TATTOO MEANING
菊のタトゥーの意味
菊のタトゥーの意味とは?
菊の花は日本の伝統刺青の花の中で、牡丹と同じく代表的な図柄の一つとされています。
龍と共にデザインしたり、菊を主題に描く事も多いです。
どうして、菊が日本を象徴する花の一つとなったのでしょうか?
菊の歴史は古く、中国では、周の穆王(ぼくおう)の侍童が、「菊の夜露を飲んで不老不死となった」と言う説から、菊が不老不死の薬草として用いられたのだそうです。
9月9日の「重陽」と呼ばれる節句がありますが、中国の陰陽思想では、奇数は陽であり、一桁の数字の中で一番大きい9は、陽の気が強すぎるため、不吉とされていました。
その後時代は移り変わり、陽の気が強いのは吉祥と考えられるようになり、人々は菊の花びらを浮かべたお酒を飲んだり菊の花を飾ったりして、邪気を払い長寿を願ったのだそうです。
また菊、梅、竹、蘭、の4種は「四君子」、すなわち徳と学識、礼儀を備えた人(君子)の特性に似ているとして、珍重されてきました。
菊は冬の本格的な寒さが始まる前の晩秋の寒さの中でも綺麗に咲き誇る為、その姿が気品ある美しさであるとされました。
日本へは奈良時代に中国から伝わり、平安時代の頃には血気を盛んにし老いを除く不老長寿の薬効がある薬草として用いられていたのだそうです。
中国の重陽の節句と同じ様に菊酒を飲む他、菊の花に黄色く染められた綿をかぶせて夜露を含ませ、翌日にその綿で体を拭い老いを拭い去る行事も行われていたのだそうです。
菊の紋様「菊紋」は天皇家や皇室の紋として使用されていますが、
これは後鳥羽上皇が菊の紋章を身の回りの物に用いていた事から正式な紋として採用されたと言う説が有力です。
天皇家を代表するシンボルとして高貴さや崇高なイメージのある菊紋はその後公家や武家の間でも家紋として使用されてきました。

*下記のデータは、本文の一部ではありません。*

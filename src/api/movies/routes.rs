use crate::api::models::AppState;
use crate::api::movies::handlers::{
    enhance_movie_handler, movie_details_handler, related_movies_fast_handler,
    related_movies_handler,
};
use axum::{routing::get, Router};

pub fn routes() -> Router<AppState> {
    Router::new()
        .route("/api/movies/{id}", get(movie_details_handler))
        .route("/api/movies/{id}/enhance", get(enhance_movie_handler))
        .route("/api/movies/{id}/related", get(related_movies_handler))
        .route("/api/movies/{id}/related/fast", get(related_movies_fast_handler))
}
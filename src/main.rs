mod api;
mod config;
mod enhance;
mod model;
mod service;
mod upstream;

use crate::api::AppState;
use crate::config::AppConfig;
use crate::enhance::Enhancer;
use crate::service::MovieService;
use crate::upstream::{HttpUpstream, Upstream};
use std::sync::Arc;
use tower_http::cors::CorsLayer;
use tower_http::trace::TraceLayer;
use tracing::{info, warn};
use tracing_subscriber::EnvFilter;

#[tokio::main]
async fn main() -> anyhow::Result<()> {
    // Initialize logging
    tracing_subscriber::fmt()
        .with_env_filter(EnvFilter::try_from_default_env().unwrap_or_else(|_| EnvFilter::new("info")))
        .with_target(false)
        .with_thread_ids(false)
        .compact()
        .init();

    info!("🚀 Starting Movie Search API Server");

    // Load configuration
    let config = AppConfig::load()?;
    info!("📋 Configuration loaded");
    info!("   - Trakt: {}", config.trakt.base_url);
    info!(
        "   - Search: {} full / {} fast, {} workers",
        config.search.full_limit, config.search.fast_limit, config.search.workers
    );
    info!(
        "   - Related: {} full / {} fast, {} workers",
        config.related.full_limit, config.related.fast_limit, config.related.workers
    );
    if !config.tmdb.is_configured() {
        warn!("⚠️  TMDB_API_KEY not provided - poster images will not be available");
    }

    // Upstream providers and enhancement engine
    let upstream: Arc<dyn Upstream> = Arc::new(HttpUpstream::from_config(&config)?);
    let enhancer = Enhancer::from_config(upstream.clone(), &config);
    let service = Arc::new(MovieService::new(upstream, enhancer, &config));
    info!("✅ Upstream clients ready");

    let state = AppState { service };

    let app = api::router(state)
        .layer(CorsLayer::permissive())
        .layer(TraceLayer::new_for_http());

    // Start server
    let addr = format!("{}:{}", config.server.host, config.server.port);
    let listener = tokio::net::TcpListener::bind(&addr).await?;

    info!("🌐 Server listening on http://{}", addr);
    info!("");
    info!("📡 Available endpoints:");
    info!("   GET  /api/health                      - Health check");
    info!("   GET  /api/search/movies?query=        - Search with enhancement");
    info!("   GET  /api/search/movies/fast?query=   - Search without enhancement");
    info!("   GET  /api/movies/{{id}}                 - Movie details");
    info!("   GET  /api/movies/{{id}}/enhance         - Enhance one movie");
    info!("   GET  /api/movies/{{id}}/related         - Related movies with ratings");
    info!("   GET  /api/movies/{{id}}/related/fast    - Related movies without enhancement");
    info!("");
    info!("✨ Server is ready to accept requests!");

    axum::serve(listener, app)
        .with_graceful_shutdown(shutdown_signal())
        .await?;

    info!("👋 Server shutting down gracefully");

    Ok(())
}

/// Graceful shutdown handler
async fn shutdown_signal() {
    use tokio::signal;

    let ctrl_c = async {
        signal::ctrl_c()
            .await
            .expect("Failed to install Ctrl+C handler");
    };

    #[cfg(unix)]
    let terminate = async {
        signal::unix::signal(signal::unix::SignalKind::terminate())
            .expect("Failed to install signal handler")
            .recv()
            .await;
    };

    #[cfg(not(unix))]
    let terminate = std::future::pending::<()>();

    tokio::select! {
        _ = ctrl_c => {},
        _ = terminate => {},
    }

    info!("🛑 Shutdown signal received");
}
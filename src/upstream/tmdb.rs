use crate::upstream::{send_json, FetchResult};
use std::time::Duration;
use tracing::debug;

const PROVIDER: &str = "tmdb";

/// Image/metadata provider client. Without an API key every lookup is a
/// no-op returning `Ok(None)`.
pub struct TmdbClient {
    http: reqwest::Client,
    base_url: String,
    api_key: Option<String>,
}

impl TmdbClient {
    pub fn new(base_url: &str, api_key: Option<String>) -> reqwest::Result<Self> {
        let http = reqwest::Client::builder().build()?;
        Ok(Self {
            http,
            base_url: base_url.trim_end_matches('/').to_string(),
            api_key: api_key.filter(|k| !k.is_empty()),
        })
    }

    pub fn is_configured(&self) -> bool {
        self.api_key.is_some()
    }

    pub async fn get(&self, path: &str, query: &[(&str, String)], timeout: Duration) -> FetchResult {
        let Some(api_key) = &self.api_key else {
            return Ok(None);
        };

        let url = format!("{}{}", self.base_url, path);
        debug!(url = %url, "TMDB request");

        let request = self
            .http
            .get(&url)
            .query(query)
            .query(&[("api_key", api_key)]);

        send_json(PROVIDER, path, request, timeout).await
    }
}

#[cfg(test)]
mod tests {
    use super::*;
    use serde_json::json;
    use wiremock::matchers::{any, method, path, query_param};
    use wiremock::{Mock, MockServer, ResponseTemplate};

    const TIMEOUT: Duration = Duration::from_secs(5);

    #[tokio::test]
    async fn attaches_api_key_param() {
        let server = MockServer::start().await;
        Mock::given(method("GET"))
            .and(path("/search/movie"))
            .and(query_param("api_key", "tmdb-key"))
            .and(query_param("query", "Heat"))
            .and(query_param("year", "1995"))
            .respond_with(
                ResponseTemplate::new(200)
                    .set_body_json(json!({"results": [{"poster_path": "/heat.jpg"}]})),
            )
            .expect(1)
            .mount(&server)
            .await;

        let client = TmdbClient::new(&server.uri(), Some("tmdb-key".to_string())).unwrap();
        let body = client
            .get(
                "/search/movie",
                &[("query", "Heat".to_string()), ("year", "1995".to_string())],
                TIMEOUT,
            )
            .await
            .unwrap()
            .unwrap();

        assert_eq!(body["results"][0]["poster_path"], "/heat.jpg");
    }

    #[tokio::test]
    async fn unconfigured_client_sends_nothing() {
        let server = MockServer::start().await;
        Mock::given(any())
            .respond_with(ResponseTemplate::new(200))
            .expect(0)
            .mount(&server)
            .await;

        let client = TmdbClient::new(&server.uri(), Some(String::new())).unwrap();
        assert!(!client.is_configured());
        assert_eq!(client.get("/search/movie", &[], TIMEOUT).await.unwrap(), None);
    }

    #[tokio::test]
    async fn server_error_is_reported() {
        let server = MockServer::start().await;
        Mock::given(any())
            .respond_with(ResponseTemplate::new(503))
            .mount(&server)
            .await;

        let client = TmdbClient::new(&server.uri(), Some("k".to_string())).unwrap();
        let err = client.get("/search/movie", &[], TIMEOUT).await.unwrap_err();
        assert_eq!(err.to_string(), "tmdb returned HTTP 503");
    }
}
use serde::Deserialize;
use std::path::{Path, PathBuf};
use std::time::Duration;
use thiserror::Error;

const DEFAULT_CONFIG_PATH: &str = "config.toml";

#[derive(Debug, Error)]
pub enum ConfigError {
    #[error("failed to read config file {path:?}: {source}")]
    Read {
        path: PathBuf,
        #[source]
        source: std::io::Error,
    },

    #[error("invalid config file: {0}")]
    Parse(#[from] toml::de::Error),

    #[error("TRAKT_API_KEY is required")]
    MissingCatalogKey,

    #[error("invalid value for {key}: {reason}")]
    Invalid { key: &'static str, reason: String },
}

/// Application configuration, loaded once at startup and shared read-only.
#[derive(Debug, Clone, Deserialize)]
#[serde(from = "RawAppConfig")]
pub struct AppConfig {
    pub server: ServerConfig,
    pub trakt: TraktConfig,
    pub tmdb: TmdbConfig,
    pub search: FlowConfig,
    pub related: FlowConfig,
    pub enhancement: EnhancementConfig,
}

#[derive(Debug, Clone, Deserialize)]
#[serde(default)]
pub struct ServerConfig {
    pub host: String,
    pub port: u16,
}

impl Default for ServerConfig {
    fn default() -> Self {
        Self {
            host: "0.0.0.0".to_string(),
            port: 5000,
        }
    }
}

/// Catalog/ratings provider.
#[derive(Debug, Clone, Deserialize)]
#[serde(default)]
pub struct TraktConfig {
    pub api_key: Option<String>,
    pub base_url: String,
    pub timeout_secs: u64,
    pub detail_timeout_secs: u64,
}

impl Default for TraktConfig {
    fn default() -> Self {
        Self {
            api_key: None,
            base_url: "https://api.trakt.tv".to_string(),
            timeout_secs: 5,
            detail_timeout_secs: 10,
        }
    }
}

impl TraktConfig {
    pub fn timeout(&self) -> Duration {
        Duration::from_secs(self.timeout_secs)
    }

    pub fn detail_timeout(&self) -> Duration {
        Duration::from_secs(self.detail_timeout_secs)
    }
}

/// Image/metadata provider. Optional: without a key, posters are skipped.
#[derive(Debug, Clone, Deserialize)]
#[serde(default)]
pub struct TmdbConfig {
    pub api_key: Option<String>,
    pub base_url: String,
    pub image_base: String,
    pub timeout_secs: u64,
}

impl Default for TmdbConfig {
    fn default() -> Self {
        Self {
            api_key: None,
            base_url: "https://api.themoviedb.org/3".to_string(),
            image_base: "https://image.tmdb.org/t/p/w500".to_string(),
            timeout_secs: 5,
        }
    }
}

impl TmdbConfig {
    pub fn timeout(&self) -> Duration {
        Duration::from_secs(self.timeout_secs)
    }

    pub fn is_configured(&self) -> bool {
        self.api_key.as_deref().is_some_and(|k| !k.is_empty())
    }
}

/// Limits and timing for one batch flow (search or related).
#[derive(Debug, Clone, PartialEq, Eq)]
pub struct FlowConfig {
    pub full_limit: usize,
    pub fast_limit: usize,
    pub workers: usize,
    pub call_timeout_ms: u64,
    pub entry_timeout_ms: u64,
}

impl FlowConfig {
    pub fn search() -> Self {
        Self {
            full_limit: 10,
            fast_limit: 15,
            workers: 5,
            call_timeout_ms: 3000,
            entry_timeout_ms: 5000,
        }
    }

    pub fn related() -> Self {
        Self {
            full_limit: 8,
            fast_limit: 12,
            workers: 4,
            call_timeout_ms: 2000,
            entry_timeout_ms: 3000,
        }
    }

    pub fn call_timeout(&self) -> Duration {
        Duration::from_millis(self.call_timeout_ms)
    }

    pub fn entry_timeout(&self) -> Duration {
        Duration::from_millis(self.entry_timeout_ms)
    }

    fn merged(mut self, overrides: FlowOverrides) -> Self {
        if let Some(v) = overrides.full_limit {
            self.full_limit = v;
        }
        if let Some(v) = overrides.fast_limit {
            self.fast_limit = v;
        }
        if let Some(v) = overrides.workers {
            self.workers = v;
        }
        if let Some(v) = overrides.call_timeout_ms {
            self.call_timeout_ms = v;
        }
        if let Some(v) = overrides.entry_timeout_ms {
            self.entry_timeout_ms = v;
        }
        self
    }

    fn validate(&self, section: &'static str) -> Result<(), ConfigError> {
        if self.workers == 0 {
            return Err(ConfigError::Invalid {
                key: section,
                reason: "workers must be at least 1".to_string(),
            });
        }
        if self.full_limit == 0 || self.fast_limit == 0 {
            return Err(ConfigError::Invalid {
                key: section,
                reason: "limits must be at least 1".to_string(),
            });
        }
        Ok(())
    }
}

/// `[search]` and `[related]` share a shape but not defaults, so the file
/// only carries overrides that are merged onto the flow's own defaults.
#[derive(Debug, Default, Deserialize)]
#[serde(default)]
struct FlowOverrides {
    full_limit: Option<usize>,
    fast_limit: Option<usize>,
    workers: Option<usize>,
    call_timeout_ms: Option<u64>,
    entry_timeout_ms: Option<u64>,
}

#[derive(Debug, Clone, Deserialize)]
#[serde(default)]
pub struct EnhancementConfig {
    /// Upper bound on entries being enhanced at once across all requests.
    pub max_in_flight: usize,
}

impl Default for EnhancementConfig {
    fn default() -> Self {
        Self { max_in_flight: 64 }
    }
}

#[derive(Debug, Default, Deserialize)]
#[serde(default)]
struct RawAppConfig {
    server: ServerConfig,
    trakt: TraktConfig,
    tmdb: TmdbConfig,
    search: FlowOverrides,
    related: FlowOverrides,
    enhancement: EnhancementConfig,
}

impl From<RawAppConfig> for AppConfig {
    fn from(raw: RawAppConfig) -> Self {
        Self {
            server: raw.server,
            trakt: raw.trakt,
            tmdb: raw.tmdb,
            search: FlowConfig::search().merged(raw.search),
            related: FlowConfig::related().merged(raw.related),
            enhancement: raw.enhancement,
        }
    }
}

impl Default for AppConfig {
    fn default() -> Self {
        RawAppConfig::default().into()
    }
}

impl AppConfig {
    /// Load from the file named by `MOVIE_API_CONFIG` (default `config.toml`),
    /// then apply environment overrides and validate.
    pub fn load() -> Result<Self, ConfigError> {
        let path = std::env::var("MOVIE_API_CONFIG")
            .map(PathBuf::from)
            .unwrap_or_else(|_| PathBuf::from(DEFAULT_CONFIG_PATH));

        let mut config = Self::from_file(&path)?;
        config.apply_overrides(|key| std::env::var(key).ok());
        config.validate()?;
        Ok(config)
    }

    /// A missing file yields the defaults.
    pub fn from_file(path: &Path) -> Result<Self, ConfigError> {
        if !path.exists() {
            return Ok(Self::default());
        }
        let text = std::fs::read_to_string(path).map_err(|source| ConfigError::Read {
            path: path.to_path_buf(),
            source,
        })?;
        Self::from_toml_str(&text)
    }

    pub fn from_toml_str(text: &str) -> Result<Self, ConfigError> {
        Ok(toml::from_str(text)?)
    }

    pub fn apply_overrides(&mut self, get: impl Fn(&str) -> Option<String>) {
        if let Some(key) = get("TRAKT_API_KEY") {
            self.trakt.api_key = Some(key);
        }
        if let Some(key) = get("TMDB_API_KEY") {
            self.tmdb.api_key = Some(key);
        }
        if let Some(host) = get("HOST") {
            self.server.host = host;
        }
        if let Some(port) = get("PORT").and_then(|p| p.parse().ok()) {
            self.server.port = port;
        }
        if !self.tmdb.is_configured() {
            self.tmdb.api_key = None;
        }
    }

    pub fn validate(&self) -> Result<(), ConfigError> {
        if self.trakt_key().is_none() {
            return Err(ConfigError::MissingCatalogKey);
        }
        self.search.validate("search")?;
        self.related.validate("related")?;
        if self.enhancement.max_in_flight == 0 {
            return Err(ConfigError::Invalid {
                key: "enhancement.max_in_flight",
                reason: "must be at least 1".to_string(),
            });
        }
        Ok(())
    }

    pub fn trakt_key(&self) -> Option<&str> {
        self.trakt.api_key.as_deref().filter(|k| !k.is_empty())
    }
}
//! Scripted in-memory [`Upstream`] for tests.

use crate::upstream::{FetchResult, Upstream, UpstreamError};
use async_trait::async_trait;
use serde_json::Value;
use std::collections::HashMap;
use std::sync::Mutex;
use std::time::Duration;

#[derive(Debug, Clone)]
pub enum Reply {
    Json(Value),
    Status(u16),
    /// Answer after sleeping, so callers' deadlines can expire first.
    Delayed(Duration, Box<Reply>),
}

#[derive(Default)]
pub struct FakeUpstream {
    catalog: HashMap<String, Reply>,
    images: HashMap<String, Reply>,
    image_key: bool,
    calls: Mutex<Vec<String>>,
}

impl FakeUpstream {
    pub fn new() -> Self {
        Self::default()
    }

    pub fn with_image_key(mut self) -> Self {
        self.image_key = true;
        self
    }

    pub fn catalog(mut self, path: &str, reply: Reply) -> Self {
        self.catalog.insert(path.to_string(), reply);
        self
    }

    pub fn catalog_json(self, path: &str, body: Value) -> Self {
        self.catalog(path, Reply::Json(body))
    }

    /// Script the poster search for one title.
    pub fn poster(mut self, title: &str, reply: Reply) -> Self {
        self.images.insert(title.to_string(), reply);
        self
    }

    pub fn calls(&self) -> Vec<String> {
        self.calls.lock().unwrap().clone()
    }

    pub fn image_calls(&self) -> usize {
        self.calls()
            .iter()
            .filter(|c| c.starts_with("image:"))
            .count()
    }

    async fn answer(provider: &'static str, reply: Option<Reply>) -> FetchResult {
        let mut reply = match reply {
            Some(reply) => reply,
            None => return Err(UpstreamError::Status { provider, status: 404 }),
        };
        loop {
            match reply {
                Reply::Json(Value::Null) => return Ok(None),
                Reply::Json(body) => return Ok(Some(body)),
                Reply::Status(status) => return Err(UpstreamError::Status { provider, status }),
                Reply::Delayed(delay, next) => {
                    tokio::time::sleep(delay).await;
                    reply = *next;
                }
            }
        }
    }
}

#[async_trait]
impl Upstream for FakeUpstream {
    async fn fetch_catalog(
        &self,
        path: &str,
        _query: &[(&str, String)],
        _timeout: Duration,
    ) -> FetchResult {
        self.calls.lock().unwrap().push(format!("catalog:{path}"));
        Self::answer("trakt", self.catalog.get(path).cloned()).await
    }

    async fn fetch_image_meta(
        &self,
        path: &str,
        query: &[(&str, String)],
        _timeout: Duration,
    ) -> FetchResult {
        if !self.image_key {
            return Ok(None);
        }
        let title = query
            .iter()
            .find(|(k, _)| *k == "query")
            .map(|(_, v)| v.clone())
            .unwrap_or_default();
        let params: Vec<String> = query.iter().map(|(k, v)| format!("{k}={v}")).collect();
        self.calls
            .lock()
            .unwrap()
            .push(format!("image:{path}?{}", params.join("&")));
        Self::answer("tmdb", self.images.get(&title).cloned()).await
    }

    fn catalog_configured(&self) -> bool {
        true
    }

    fn image_configured(&self) -> bool {
        self.image_key
    }
}
use futures::future::BoxFuture;
use futures::stream::{self, StreamExt};
use futures::FutureExt;

/// Runs a batch of jobs and hands back their outputs in input order.
pub trait BatchExecutor: Send + Sync {
    fn run_all<'a, T: Send + 'a>(
        &'a self,
        workers: usize,
        jobs: Vec<BoxFuture<'a, T>>,
    ) -> BoxFuture<'a, Vec<T>>;
}

/// Up to `workers` jobs of a batch running at once.
#[derive(Debug, Clone, Copy, Default)]
pub struct BoundedExecutor;

impl BatchExecutor for BoundedExecutor {
    fn run_all<'a, T: Send + 'a>(
        &'a self,
        workers: usize,
        jobs: Vec<BoxFuture<'a, T>>,
    ) -> BoxFuture<'a, Vec<T>> {
        let mut slots: Vec<Option<T>> = jobs.iter().map(|_| None).collect();

        let tagged: Vec<_> = jobs
            .into_iter()
            .enumerate()
            .map(|(index, job)| job.map(move |output| (index, output)))
            .collect();
        let mut finished = stream::iter(tagged).buffer_unordered(workers.max(1));

        async move {
            // Completion order is arbitrary; place each output by its index.
            while let Some((index, output)) = finished.next().await {
                slots[index] = Some(output);
            }

            slots.into_iter().flatten().collect()
        }
        .boxed()
    }
}

/// One job at a time, in order. Used where determinism matters more than latency.
#[derive(Debug, Clone, Copy, Default)]
pub struct SequentialExecutor;

impl BatchExecutor for SequentialExecutor {
    fn run_all<'a, T: Send + 'a>(
        &'a self,
        _workers: usize,
        jobs: Vec<BoxFuture<'a, T>>,
    ) -> BoxFuture<'a, Vec<T>> {
        async move {
            let mut outputs = Vec::with_capacity(jobs.len());
            for job in jobs {
                outputs.push(job.await);
            }
            outputs
        }
        .boxed()
    }
}
use crate::config::{AppConfig, FlowConfig};
use crate::enhance::{BatchExecutor, BoundedExecutor, EnhanceMode, Enhancer};
use crate::model::{MovieEntry, MovieRecord};
use crate::upstream::{Upstream, UpstreamError};
use serde_json::Value;
use std::sync::Arc;
use std::time::{Duration, Instant};
use thiserror::Error;
use tracing::{info, warn};

#[derive(Debug, Error)]
pub enum ServiceError {
    #[error("{0}")]
    InvalidInput(String),

    #[error("{0}")]
    NotFound(String),

    #[error(transparent)]
    Upstream(#[from] UpstreamError),
}

/// Provider credentials as reported by the health check.
#[derive(Debug, Clone, Copy, PartialEq, Eq)]
pub struct ProviderStatus {
    pub catalog_configured: bool,
    pub image_configured: bool,
}

/// Request-scoped movie operations: a primary catalog fetch, optionally
/// followed by enhancement.
pub struct MovieService<E = BoundedExecutor> {
    upstream: Arc<dyn Upstream>,
    enhancer: Enhancer<E>,
    search: FlowConfig,
    related: FlowConfig,
    request_timeout: Duration,
    detail_timeout: Duration,
}

impl<E: BatchExecutor> MovieService<E> {
    pub fn new(upstream: Arc<dyn Upstream>, enhancer: Enhancer<E>, config: &AppConfig) -> Self {
        Self {
            upstream,
            enhancer,
            search: config.search.clone(),
            related: config.related.clone(),
            request_timeout: config.trakt.timeout(),
            detail_timeout: config.trakt.detail_timeout(),
        }
    }

    pub fn provider_status(&self) -> ProviderStatus {
        ProviderStatus {
            catalog_configured: self.upstream.catalog_configured(),
            image_configured: self.upstream.image_configured(),
        }
    }

    /// Movie search hits, enhanced with stats, ratings and posters.
    pub async fn search_movies(&self, query: &str) -> Result<Vec<MovieRecord>, ServiceError> {
        let started = Instant::now();
        let hits = self.search_hits(query, self.search.full_limit).await?;

        let records: Vec<MovieRecord> = self
            .enhancer
            .enhance_batch(hits, EnhanceMode::Full)
            .await
            .into_iter()
            .map(|result| result.record)
            .collect();

        info!(
            query,
            results = records.len(),
            elapsed_ms = started.elapsed().as_millis() as u64,
            "Search completed"
        );
        Ok(records)
    }

    /// Movie search hits exactly as the catalog returned them.
    pub async fn search_movies_fast(&self, query: &str) -> Result<Vec<Value>, ServiceError> {
        let hits = self.search_hits(query, self.search.fast_limit).await?;
        Ok(hits.into_iter().map(MovieEntry::into_value).collect())
    }

    pub async fn movie_details(&self, id: u64) -> Result<Value, ServiceError> {
        self.fetch_detail(id).await
    }

    /// Single movie with the same enhancement a search hit gets.
    pub async fn enhance_movie(&self, id: u64) -> Result<MovieRecord, ServiceError> {
        let detail = self.fetch_detail(id).await?;
        let entry = MovieEntry::from_detail(detail)
            .ok_or_else(|| ServiceError::NotFound("Movie not found".to_string()))?;

        let result = self.enhancer.enhance_bounded(entry, EnhanceMode::Full).await;
        Ok(result.record)
    }

    /// Related movies, each with a flat `rating` and poster.
    pub async fn related_movies(&self, id: u64) -> Result<Vec<MovieRecord>, ServiceError> {
        let started = Instant::now();
        let entries: Vec<MovieEntry> = self
            .related_list(id)
            .await?
            .into_iter()
            .filter_map(MovieEntry::from_movie)
            .take(self.related.full_limit)
            .collect();

        let records: Vec<MovieRecord> = self
            .enhancer
            .enhance_batch(entries, EnhanceMode::Related)
            .await
            .into_iter()
            .map(|result| result.record)
            .collect();

        info!(
            id,
            results = records.len(),
            elapsed_ms = started.elapsed().as_millis() as u64,
            "Related movies completed"
        );
        Ok(records)
    }

    pub async fn related_movies_fast(&self, id: u64) -> Result<Vec<Value>, ServiceError> {
        let mut items = self.related_list(id).await?;
        items.truncate(self.related.fast_limit);
        Ok(items)
    }

    async fn search_hits(&self, query: &str, limit: usize) -> Result<Vec<MovieEntry>, ServiceError> {
        let query = query.trim();
        if query.is_empty() {
            return Err(ServiceError::InvalidInput(
                "Query parameter is required".to_string(),
            ));
        }

        let items = self
            .primary_list("/search/movie", &[("query", query.to_string())])
            .await?;

        Ok(items
            .into_iter()
            .filter_map(MovieEntry::from_search_hit)
            .take(limit)
            .collect())
    }

    async fn related_list(&self, id: u64) -> Result<Vec<Value>, ServiceError> {
        self.primary_list(&format!("/movies/{id}/related"), &[]).await
    }

    /// A missing list is an empty list; any other failure surfaces.
    async fn primary_list(
        &self,
        path: &str,
        query: &[(&str, String)],
    ) -> Result<Vec<Value>, ServiceError> {
        match self
            .upstream
            .fetch_catalog(path, query, self.request_timeout)
            .await
        {
            Ok(Some(Value::Array(items))) => Ok(items),
            Ok(Some(other)) => {
                warn!(path, kind = json_kind(&other), "Expected a list from catalog");
                Ok(Vec::new())
            }
            Ok(None) => Ok(Vec::new()),
            Err(err) if err.is_not_found() => {
                warn!(path, error = %err, "Catalog list not found");
                Ok(Vec::new())
            }
            Err(err) => Err(err.into()),
        }
    }

    async fn fetch_detail(&self, id: u64) -> Result<Value, ServiceError> {
        match self
            .upstream
            .fetch_catalog(&format!("/movies/{id}"), &[], self.detail_timeout)
            .await
        {
            Ok(Some(detail)) => Ok(detail),
            Ok(None) => Err(ServiceError::NotFound("Movie not found".to_string())),
            Err(err) if err.is_not_found() => {
                warn!(id, error = %err, "Catalog movie not found");
                Err(ServiceError::NotFound("Movie not found".to_string()))
            }
            Err(err) => Err(err.into()),
        }
    }
}

fn json_kind(value: &Value) -> &'static str {
    match value {
        Value::Null => "null",
        Value::Bool(_) => "bool",
        Value::Number(_) => "number",
        Value::String(_) => "string",
        Value::Array(_) => "array",
        Value::Object(_) => "object",
    }
}
use crate::api::models::*;
use crate::model::MovieRecord;
use axum::{
    extract::{Query, State},
    Json,
};
use serde_json::Value;
use tracing::info;

const SEARCH_FAILED: &str = "Failed to search movies";

pub async fn search_movies_handler(
    State(state): State<AppState>,
    Query(params): Query<SearchParams>,
) -> Result<Json<Vec<MovieRecord>>, AppError> {
    let query = params.query.unwrap_or_default();
    info!(query = %query, "Searching movies");

    let records = state
        .service
        .search_movies(&query)
        .await
        .map_err(|e| AppError::from_service(e, SEARCH_FAILED))?;

    Ok(Json(records))
}

pub async fn search_movies_fast_handler(
    State(state): State<AppState>,
    Query(params): Query<SearchParams>,
) -> Result<Json<Vec<Value>>, AppError> {
    let query = params.query.unwrap_or_default();
    info!(query = %query, "Searching movies (fast)");

    let hits = state
        .service
        .search_movies_fast(&query)
        .await
        .map_err(|e| AppError::from_service(e, SEARCH_FAILED))?;

    Ok(Json(hits))
}
//! The watchface window and its layers

use core::fmt;

use chrono::{NaiveDate, NaiveDateTime, Timelike};
use embedded_graphics::{
    draw_target::{DrawTarget, DrawTargetExt},
    geometry::{Dimensions, Point},
    image::Image,
    mono_font::{MonoFont, MonoTextStyle},
    pixelcolor::{BinaryColor, Rgb565, RgbColor},
    primitives::{PrimitiveStyle, Rectangle, StyledDrawable},
    text::{Alignment, Baseline, Text, TextStyleBuilder},
    Drawable, Pixel,
};
use profont::{PROFONT_18_POINT, PROFONT_24_POINT};

use crate::{
    art::{self, Art, Character, Route},
    clock::{self, HourFormat},
    layout::{Layer, Layers},
    message::{self, Dictionary, DictionaryWriter, Tuple},
    settings::{self, Settings},
    variant::{Variant, KEY_REQUEST},
};

/// Settings key of the selected character
pub const PERSIST_CHARACTER: u32 = 0;
/// Settings key of the selected route
pub const PERSIST_ROUTE: u32 = 1;

const BACKGROUND_COLOR: Rgb565 = Rgb565::WHITE;
const INK_COLOR: Rgb565 = Rgb565::BLACK;

const TIME_FONT: &MonoFont = &PROFONT_24_POINT;
const SECONDARY_FONT: &MonoFont = &PROFONT_18_POINT;

const TIME_LEN: usize = 8;
const SECONDARY_LEN: usize = 32;
/// Longest weather condition kept before formatting
const CONDITIONS_LEN: usize = 16;

/// Fixed size text buffer backing a text layer
#[derive(Debug, Clone)]
struct Label<const N: usize> {
    str_buf: [u8; N],
    len: usize,
}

日本のパスポートの表面には菊の紋様が描かれていますが、まるで太陽をもイメージできる菊の花の紋は日出国(ひいずるくに)とも言われる日本のイメージとも重なり、現在では日本を象徴するマークとして用いられる事もあります。
菊は秋を代表する花として、江戸時代の頃からは観賞用として広く栽培される様になり、品種改良が繰り返されてきました。
日本で品種改良されてきた種類は和菊と呼ばれ、西ヨーロッパ中心に改良されてきた種類は洋菊と呼ばれています。
菊は英語で「Chrisanthemum」と言い、これはギリシャ語の金を意味する「chrysos」と花を意味する「anthemon」から付けられたのだそうです。
フランスなどヨーロッパの一部では、日本と同じ様にお墓に菊を供える習慣があるのだそうです。
一般的な理由として、11月1日の諸聖人の日と言う祝日にお墓参りに行く人が多く、その時期に咲いている花は菊くらいで、霜にも強く、長持ちすると言った理由なのだそうです。
この影響から、日本でも仏花や献花として菊の花を供えるようになったと言う説もあります。
当タトゥースタジオのある大阪では、菊の花でその年のNHK大河ドラマの登場人物などを模る「ひらかた大菊人形」と呼ばれたイベントが2005年まで行われ、毎年沢山の人が菊の観賞を楽しみにしていましたが、後継者不足などの理由から残念ながら終わってしまいました。
菊が象徴する意味:
- 「高貴」
- 「高潔」
- 「清浄」
- 「不老不死」
- 「無病息災」
- 「完璧」
菊にちなんだ言葉
六日の菖蒲、十日の菊:
時期に遅れて、役に立たない事を指します。
菖蒲(あやめ)は5月5日の端午の節句に飾られ、菊は9月9日の重陽の節句に飾られますので、それぞれ一日過ぎた6日、10日にあっても用いる事は出来ず、役に立たないものとなってしまいます。
春蘭秋菊倶に廃すべからず: 春に咲く蘭も、秋に咲く菊もどちらもそれぞれの良さがあり、甲乙を付けがたいと言う意味から、優劣を付けにくいと言う意味で用いられます。
百人一首の中にも菊を題材にした和歌「心あてに折らばやをらむ初霜のおきまどはせる白菊の花」があります。秋を表す季語として歌われる事も多いのだそうです。